I’m sorry, I may have got a touch carried away there, but you can see how ridiculous this sounds – if a little embellished. But this is the kind of fear that the Better Together campaign thrives on, and one of its big stories of the debate. Granted, we might not be talking about the Union of Scottish Socialist Republics or deliveries to Salmondgrad, but the border is definitely something they’d have you believe in.
It is the belief of the Better Together campaign (at least in public) that an official border would have to be erected between England and Scotland should Scotland decide to vote for independence. This border would likely have checkpoints, fences, passport control, customs, make you switch to the other side of the road, etc. Just like those ones all across the continent. Oh wait…
It’s not an unknown fact that in Europe, we have something called the Schengen agreement, according to which, people, goods and labour can flow freely between signatory states. In other words, no borders. In fact, I could walk from Portugal’s west coast to the Black Sea coast of Romania and never be required to show my passport.

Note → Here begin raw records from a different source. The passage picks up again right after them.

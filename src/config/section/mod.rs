//! Configuration section definitions.
//!
//! Each module corresponds to a section in `slidesmith.toml`:
//!
//! | Module      | TOML Section    | Purpose                               |
//! |-------------|-----------------|---------------------------------------|
//! | `build`     | `[build]`       | Source trees, output dir, exclusions  |
//! | `pdf`       | `[pdf]`         | PDF export                            |
//! | `publish`   | `[publish]`     | Git branch publishing                 |
//! | `serve`     | `[serve]`       | Development server                    |
//! | `site`      | `[site]`        | Course metadata                       |
//! | `slides`    | `[slides]`      | Slide conversion and remark options   |
//! | `templates` | `[templates]`   | Page template paths                   |

mod build;
mod pdf;
mod publish;
mod serve;
mod site;
mod slides;
mod templates;

pub use build::BuildSectionConfig;
pub use pdf::PdfConfig;
pub use publish::PublishConfig;
pub use serve::ServeConfig;
pub use site::SiteInfoConfig;
pub use slides::SlidesConfig;
pub use templates::TemplatesConfig;
use thiserror::Error;

/// Errors returned by the Jellyfin API client.
#[derive(Error, Debug)]
pub enum FetchError {
    /// The server rejected the API token (HTTP 401).
    #[error("invalid jellyfin api token")]
    InvalidToken,

    /// Any other non-success status. The body is discarded.
    #[error("unexpected status {status} from {path}")]
    UnknownApi { status: u16, path: String },

    /// Transport failure: connect, timeout or reading the body.
    #[error("requesting {path}: {source}")]
    Technical {
        path: String,
        #[source]
        source: reqwest::Error,
    },

    /// The body was not the JSON shape we expected.
    #[error("decoding response from {path}: {source}")]
    UnknownResponse {
        path: String,
        #[source]
        source: serde_json::Error,
    },
}

impl FetchError {
    /// Stable label for logs and metrics.
    pub fn kind(&self) -> &'static str {
        match self {
            Self::InvalidToken => "invalid_token",
            Self::UnknownApi { .. } => "unknown_api_error",
            Self::Technical { .. } => "technical_error",
            Self::UnknownResponse { .. } => "unknown_response_format",
        }
    }

    pub fn is_invalid_token(&self) -> bool {
        matches!(self, Self::InvalidToken)
    }
}

#[cfg(test)]
mod tests {
    use super::*;

    #[test]
    fn test_kind_labels() {
        assert_eq!(FetchError::InvalidToken.kind(), "invalid_token");
        assert_eq!(
            FetchError::UnknownApi {
                status: 500,
                path: "/Sessions".to_string(),
            }
            .kind(),
            "unknown_api_error"
        );

        let decode_err = serde_json::from_str::<u64>("nope").expect_err("should fail");
        assert_eq!(
            FetchError::UnknownResponse {
                path: "/Items/Counts".to_string(),
                source: decode_err,
            }
            .kind(),
            "unknown_response_format"
        );
    }

    #[test]
    fn test_display_includes_status_and_path() {
        let err = FetchError::UnknownApi {
            status: 503,
            path: "/Sessions".to_string(),
        };
        assert_eq!(err.to_string(), "unexpected status 503 from /Sessions");
        assert!(!err.is_invalid_token());
        assert!(FetchError::InvalidToken.is_invalid_token());
    }
}
//! Periodic fetch, aggregate and publish loop.
//!
//! One cycle issues the session and library-count requests concurrently.
//! The families fed by one request are published together, and a failed
//! request skips only the families it feeds; their previous values stay
//! published until a later cycle succeeds. Cycles never overlap: the next
//! one starts one interval after the previous one finished.

use std::sync::Arc;
use std::time::{Duration, Instant};

use tokio_util::sync::CancellationToken;
use tracing::{debug, error, info};

use crate::activity::Thresholds;
use crate::aggregate::{self, CountMap};
use crate::clock::Clock;
use crate::export::{MetricFamily, MetricsSink};
use crate::jellyfin::{FetchError, MediaServer};

/// Outcome of refreshing the families fed by one request.
#[derive(Debug, Clone, PartialEq, Eq)]
pub enum Outcome {
    /// Published; carries the number of labels written per family.
    Published(Vec<(MetricFamily, usize)>),
    /// The request failed; carries the error kind.
    Failed(&'static str),
}

impl Outcome {
    pub fn is_published(&self) -> bool {
        matches!(self, Self::Published(_))
    }
}

/// What one refresh cycle did.
#[derive(Debug, Clone, PartialEq, Eq)]
pub struct CycleReport {
    /// `stream_count` and `connected_clients_count`, fed by `/Sessions`.
    pub sessions: Outcome,
    /// `media_count`, fed by `/Items/Counts`.
    pub media: Outcome,
}

/// Drives refresh cycles against a media server and a metrics sink.
pub struct Refresher<S, K> {
    server: Arc<S>,
    sink: Arc<K>,
    clock: Arc<dyn Clock>,
    thresholds: Thresholds,
    interval: Duration,
}

impl<S, K> Refresher<S, K>
where
    S: MediaServer + 'static,
    K: MetricsSink + 'static,
{
    pub fn new(
        server: Arc<S>,
        sink: Arc<K>,
        clock: Arc<dyn Clock>,
        thresholds: Thresholds,
        interval: Duration,
    ) -> Self {
        Self {
            server,
            sink,
            clock,
            thresholds,
            interval,
        }
    }

    /// Run one fetch, aggregate and publish cycle.
    pub async fn run_cycle(&self) -> CycleReport {
        let start = Instant::now();

        let (sessions, counts) = tokio::join!(
            self.server.fetch_sessions(),
            self.server.fetch_library_counts(),
        );

        let sessions = match sessions {
            Ok(sessions) => {
                let summary =
                    aggregate::summarize_sessions(&sessions, self.clock.now(), &self.thresholds);
                debug!(
                    sessions = sessions.len(),
                    streaming_users = summary.streams.len(),
                    connected_users = summary.connected.len(),
                    "aggregated sessions",
                );

                self.sink.publish_all(&[
                    (MetricFamily::Streams, &summary.streams),
                    (MetricFamily::ConnectedClients, &summary.connected),
                ]);

                Outcome::Published(vec![
                    (MetricFamily::Streams, summary.streams.len()),
                    (MetricFamily::ConnectedClients, summary.connected.len()),
                ])
            }
            Err(e) => self.fail(
                "sessions",
                &[MetricFamily::Streams, MetricFamily::ConnectedClients],
                &e,
            ),
        };

        let media = match counts {
            Ok(counts) => Outcome::Published(vec![self.publish(
                MetricFamily::MediaCount,
                &aggregate::media_counts(&counts),
            )]),
            Err(e) => self.fail("item_counts", &[MetricFamily::MediaCount], &e),
        };

        self.sink.record_cycle(start.elapsed());

        CycleReport { sessions, media }
    }

    fn publish(&self, family: MetricFamily, counts: &CountMap) -> (MetricFamily, usize) {
        self.sink.publish(family, counts);
        (family, counts.len())
    }

    fn fail(&self, source: &str, families: &[MetricFamily], err: &FetchError) -> Outcome {
        for family in families {
            error!(
                source,
                family = %family,
                kind = err.kind(),
                error = %err,
                "failed to refresh metric family, keeping previous values",
            );
            self.sink.record_failure(*family, err);
        }

        Outcome::Failed(err.kind())
    }

    /// Run cycles until `cancel` fires. The first cycle starts at once;
    /// each later one starts `interval` after the previous one completed.
    /// Cancellation also abandons an in-flight cycle.
    pub async fn run(self, cancel: CancellationToken) {
        info!(interval = ?self.interval, "refresh loop started");

        loop {
            tokio::select! {
                _ = cancel.cancelled() => break,
                report = self.run_cycle() => {
                    debug!(
                        sessions_ok = report.sessions.is_published(),
                        media_ok = report.media.is_published(),
                        "refresh cycle complete",
                    );
                }
            }

            tokio::select! {
                _ = cancel.cancelled() => break,
                _ = tokio::time::sleep(self.interval) => {}
            }
        }

        info!("refresh loop stopped");
    }

    /// Spawn [`run`](Self::run) onto the tokio runtime.
    pub fn spawn(self, cancel: CancellationToken) -> tokio::task::JoinHandle<()> {
        tokio::spawn(self.run(cancel))
    }
}
//! Folds from a raw snapshot into label → count maps.
//!
//! Every fold is pure and deterministic: the same input always yields the
//! same [`CountMap`], regardless of session order. Zero counts are never
//! stored, to keep metric cardinality down.

use std::collections::BTreeMap;

use chrono::{DateTime, Utc};

use crate::activity::{self, Activity, Thresholds};
use crate::jellyfin::{LibraryCounts, SessionRecord};

/// Sparse, ordered mapping from a label to a positive count.
pub type CountMap = BTreeMap<String, u64>;

/// Per-user session counts derived from one session snapshot.
#[derive(Debug, Clone, Default, PartialEq, Eq)]
pub struct SessionCounts {
    /// Sessions actively streaming, by user.
    pub streams: CountMap,
    /// Sessions connected or streaming, by user.
    pub connected: CountMap,
}

/// Count, per user, the sessions whose activity satisfies `predicate`.
///
/// Sessions without a user name are skipped.
pub fn count_per_user<P>(
    sessions: &[SessionRecord],
    now: DateTime<Utc>,
    thresholds: &Thresholds,
    predicate: P,
) -> CountMap
where
    P: Fn(Activity) -> bool,
{
    let mut counts = CountMap::new();

    for session in sessions {
        let Some(user) = session.user() else {
            continue;
        };

        if predicate(activity::classify(session, now, thresholds)) {
            *counts.entry(user.to_string()).or_insert(0) += 1;
        }
    }

    counts
}

/// Classify every session once and build both per-user maps.
pub fn summarize_sessions(
    sessions: &[SessionRecord],
    now: DateTime<Utc>,
    thresholds: &Thresholds,
) -> SessionCounts {
    let mut summary = SessionCounts::default();

    for session in sessions {
        let Some(user) = session.user() else {
            continue;
        };

        let tier = activity::classify(session, now, thresholds);
        if tier.is_streaming() {
            *summary.streams.entry(user.to_string()).or_insert(0) += 1;
        }
        if tier.is_connected() {
            *summary.connected.entry(user.to_string()).or_insert(0) += 1;
        }
    }

    summary
}

/// Map library counters onto their canonical bucket names, omitting
/// buckets that are zero or negative.
pub fn media_counts(counts: &LibraryCounts) -> CountMap {
    let buckets = [
        ("albums", counts.album_count),
        ("artists", counts.artist_count),
        ("books", counts.book_count),
        ("boxSets", counts.box_set_count),
        ("episodes", counts.episode_count),
        ("items", counts.item_count),
        ("movies", counts.movie_count),
        ("music_videos", counts.music_video_count),
        ("programs", counts.program_count),
        ("series", counts.series_count),
        ("songs", counts.song_count),
        ("trailers", counts.trailer_count),
    ];

    buckets
        .into_iter()
        .filter_map(|(name, count)| {
            u64::try_from(count)
                .ok()
                .filter(|count| *count > 0)
                .map(|count| (name.to_string(), count))
        })
        .collect()
}
use std::path::Path;
use std::time::Duration;

use anyhow::{bail, Context, Result};
use serde::Deserialize;

use crate::activity::Thresholds;

/// Environment variable overriding `jellyfin.host`.
pub const ENV_HOST: &str = "JELLYFIN_HOST";
/// Environment variable overriding `jellyfin.token`.
pub const ENV_TOKEN: &str = "JELLYFIN_TOKEN";
/// Environment variable overriding the listen port.
pub const ENV_PORT: &str = "PORT";

/// Top-level configuration for the exporter.
#[derive(Debug, Clone, Deserialize)]
pub struct Config {
    /// Logging verbosity (trace, debug, info, warn, error). Default: "info".
    #[serde(default = "default_log_level")]
    pub log_level: String,

    /// Jellyfin server connection configuration.
    #[serde(default)]
    pub jellyfin: JellyfinConfig,

    /// Metrics server listen address. Default: ":8097".
    #[serde(default = "default_listen_addr")]
    pub listen_addr: String,

    /// How often to poll Jellyfin and republish metrics. Default: 15s.
    #[serde(default = "default_refresh_interval", with = "humantime_serde")]
    pub refresh_interval: Duration,

    /// Session staleness windows.
    #[serde(default)]
    pub staleness: StalenessConfig,
}

/// Jellyfin server connection configuration.
#[derive(Debug, Clone, Deserialize)]
pub struct JellyfinConfig {
    /// Base URL of the server. Default: "http://localhost:8096".
    #[serde(default = "default_host")]
    pub host: String,

    /// API token. Required; usually supplied through JELLYFIN_TOKEN.
    #[serde(default)]
    pub token: String,

    /// How the token is presented. Default: header.
    #[serde(default)]
    pub auth: AuthScheme,

    /// Per-request timeout. Default: 30s.
    #[serde(default = "default_request_timeout", with = "humantime_serde")]
    pub timeout: Duration,
}

/// How the API token is sent to the server.
#[derive(Debug, Clone, Copy, Default, PartialEq, Eq, Deserialize)]
#[serde(rename_all = "snake_case")]
pub enum AuthScheme {
    /// `Authorization: MediaBrowser Token="..."`.
    #[default]
    Header,
    /// `?ApiKey=...` query parameter, for older servers.
    Query,
}

/// Session staleness windows.
#[derive(Debug, Clone, Deserialize)]
pub struct StalenessConfig {
    /// Maximum age of the last playback check-in for a stream to count.
    /// Default: 2m.
    #[serde(default = "default_playback_window", with = "humantime_serde")]
    pub playback_check_in: Duration,

    /// Maximum age of the last activity for a client to count as connected.
    /// Default: 5m.
    #[serde(default = "default_activity_window", with = "humantime_serde")]
    pub last_activity: Duration,
}

impl StalenessConfig {
    pub fn thresholds(&self) -> Thresholds {
        Thresholds {
            playback_check_in: self.playback_check_in,
            last_activity: self.last_activity,
        }
    }
}

// --- Default value functions ---

fn default_log_level() -> String {
    "info".to_string()
}

fn default_listen_addr() -> String {
    ":8097".to_string()
}

fn default_refresh_interval() -> Duration {
    Duration::from_secs(15)
}

fn default_host() -> String {
    "http://localhost:8096".to_string()
}

fn default_request_timeout() -> Duration {
    Duration::from_secs(30)
}

fn default_playback_window() -> Duration {
    Thresholds::default().playback_check_in
}

fn default_activity_window() -> Duration {
    Thresholds::default().last_activity
}

// --- Default trait impls ---

impl Default for Config {
    fn default() -> Self {
        Self {
            log_level: default_log_level(),
            jellyfin: JellyfinConfig::default(),
            listen_addr: default_listen_addr(),
            refresh_interval: default_refresh_interval(),
            staleness: StalenessConfig::default(),
        }
    }
}

impl Default for JellyfinConfig {
    fn default() -> Self {
        Self {
            host: default_host(),
            token: String::new(),
            auth: AuthScheme::default(),
            timeout: default_request_timeout(),
        }
    }
}

impl Default for StalenessConfig {
    fn default() -> Self {
        Self {
            playback_check_in: default_playback_window(),
            last_activity: default_activity_window(),
        }
    }
}

// --- Validation and loading ---

impl Config {
    /// Build the effective configuration: optional YAML file, then
    /// environment overrides, then validation.
    pub fn from_sources<F>(path: Option<&Path>, env: F) -> Result<Self>
    where
        F: Fn(&str) -> Option<String>,
    {
        let mut cfg = match path {
            Some(path) => Self::load(path)?,
            None => Self::default(),
        };

        cfg.apply_env(env)?;
        cfg.validate()?;

        Ok(cfg)
    }

    /// Parse a YAML configuration file without validating it.
    pub fn load(path: &Path) -> Result<Self> {
        let data = std::fs::read_to_string(path)
            .with_context(|| format!("reading config file {}", path.display()))?;

        serde_yaml::from_str(&data)
            .with_context(|| format!("parsing config file {}", path.display()))
    }

    /// Apply environment overrides. Unset or empty variables are ignored.
    pub fn apply_env<F>(&mut self, env: F) -> Result<()>
    where
        F: Fn(&str) -> Option<String>,
    {
        let lookup = |key: &str| env(key).filter(|v| !v.trim().is_empty());

        if let Some(host) = lookup(ENV_HOST) {
            self.jellyfin.host = host;
        }

        if let Some(token) = lookup(ENV_TOKEN) {
            self.jellyfin.token = token;
        }

        if let Some(port) = lookup(ENV_PORT) {
            let port: u16 = port
                .trim()
                .parse()
                .with_context(|| format!("parsing {ENV_PORT} value {port:?}"))?;
            self.listen_addr = format!(":{port}");
        }

        Ok(())
    }

    /// Validate the configuration for required fields and consistency.
    pub fn validate(&self) -> Result<()> {
        if self.jellyfin.token.is_empty() {
            bail!("jellyfin.token is required (supply the {ENV_TOKEN} environment variable)");
        }

        let host = &self.jellyfin.host;
        if !(host.starts_with("http://") || host.starts_with("https://")) {
            bail!("jellyfin.host must start with http:// or https://, got {host:?}");
        }

        if self.jellyfin.timeout.is_zero() {
            bail!("jellyfin.timeout must be positive");
        }

        if self.listen_addr.is_empty() {
            bail!("listen_addr is required");
        }

        if self.refresh_interval.is_zero() {
            bail!("refresh_interval must be positive");
        }

        if self.staleness.playback_check_in.is_zero() {
            bail!("staleness.playback_check_in must be positive");
        }

        if self.staleness.last_activity.is_zero() {
            bail!("staleness.last_activity must be positive");
        }

        Ok(())
    }
}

How has this panned out for Europe then? Badly, I assume? Nope. It’s been a rather good success, actually. People can travel all over Europe as tourists, only needing to show their passport once if their from outside the EU, spending money, taking in culture, trying desperately to speak the local language, etc. People can also live in one country and trade in another; the amount of trading that EU member states can now do with each other, from the wee chappy delivering some quality German Pilsner to a pub in France to multinational corporations opening up across Europe, is huge. This flow of people and trade ultimately means the flow of money and jobs. It also makes for much better holidays!
But then, Britain is an island, so we’re different, as we’ve so often been told by Westminster. Although that hasn’t stopped Iceland signing up to the Schengen area, despite not even being in the EU or using the Euro.
But what about the UK’s land border? Yeah, you know, with the Republic of Ireland. You’ll note that on a journey from Belfast to Dublin, you won’t be stopped at Dromad and be required to show your passport. The border between Northern Ireland and the Republic is, in fact, quite open. Even if I wanted to sail into Ireland or fly into Ireland, I would not be required to show a passport (although passengers flying in may be asked for identification or proof of nationality for security reasons).
So why is this? Well, because there’s too much trade that flows between the two states to justify putting up a border. Putting up restrictions would stifle the flow of trade between both countries and invariably hurt both economies to some extent. Secondly, a large number of people work across these borders, visit family across them, or simply travel through them on a daily basis. Apart from hurting the economy, it would invariably piss a few people off.
This is all down to something called the “Common Travel Area”. It’s essentially a mini Schengen area within the British Isles, comprising Britain, Ireland, the Isle of Man, Guernsey, and Jersey.
So, if Scotland decided to become an independent state, it would automatically be excluded from the CTA, would it? Well, whilst Project Fear would have you believe that, it’s most unlikely to work. Scotland, as I discussed in last week’s post, is England’s second biggest trade partner and England is Scotland’s biggest trade partner. Setting up a border between the two would damage this trade quite substantially and hurt, not only the national economies, but local economies close to the border that rely on a great deal of cross-border activity.
You see, it’s not only the big corporations working across the border, but it’s small businesses and communities that profit from an open border too. This can be from a local decorators’ company in Carlisle getting a call out to a job in Langholm just over the border, to a farmer in Clappers popping up the road to Foulden to buy a Scottish plain loaf and Lorne sausage for his breakfast. Not only are there Scots working down south, but there are English people working up north too, and some Welsh, but they seem not to make so much of a fuss.
Again, many people have family on either side of the border, setting up a great wall would likely upset them too. After all, why should the Frenchman be able to visit his uncle in Finland without having to show his passport, but the lady from Manchester should have to go through strict border controls to visit her granny in Glasgow?
As far as some of the Better Together arguments go, this is by far the weakest. A border in the sense of checkpoints, searches, papers, and questioning between Scotland and rUK really is quite out of the question. Guys, you can leave off the frantic searches for your passports just now.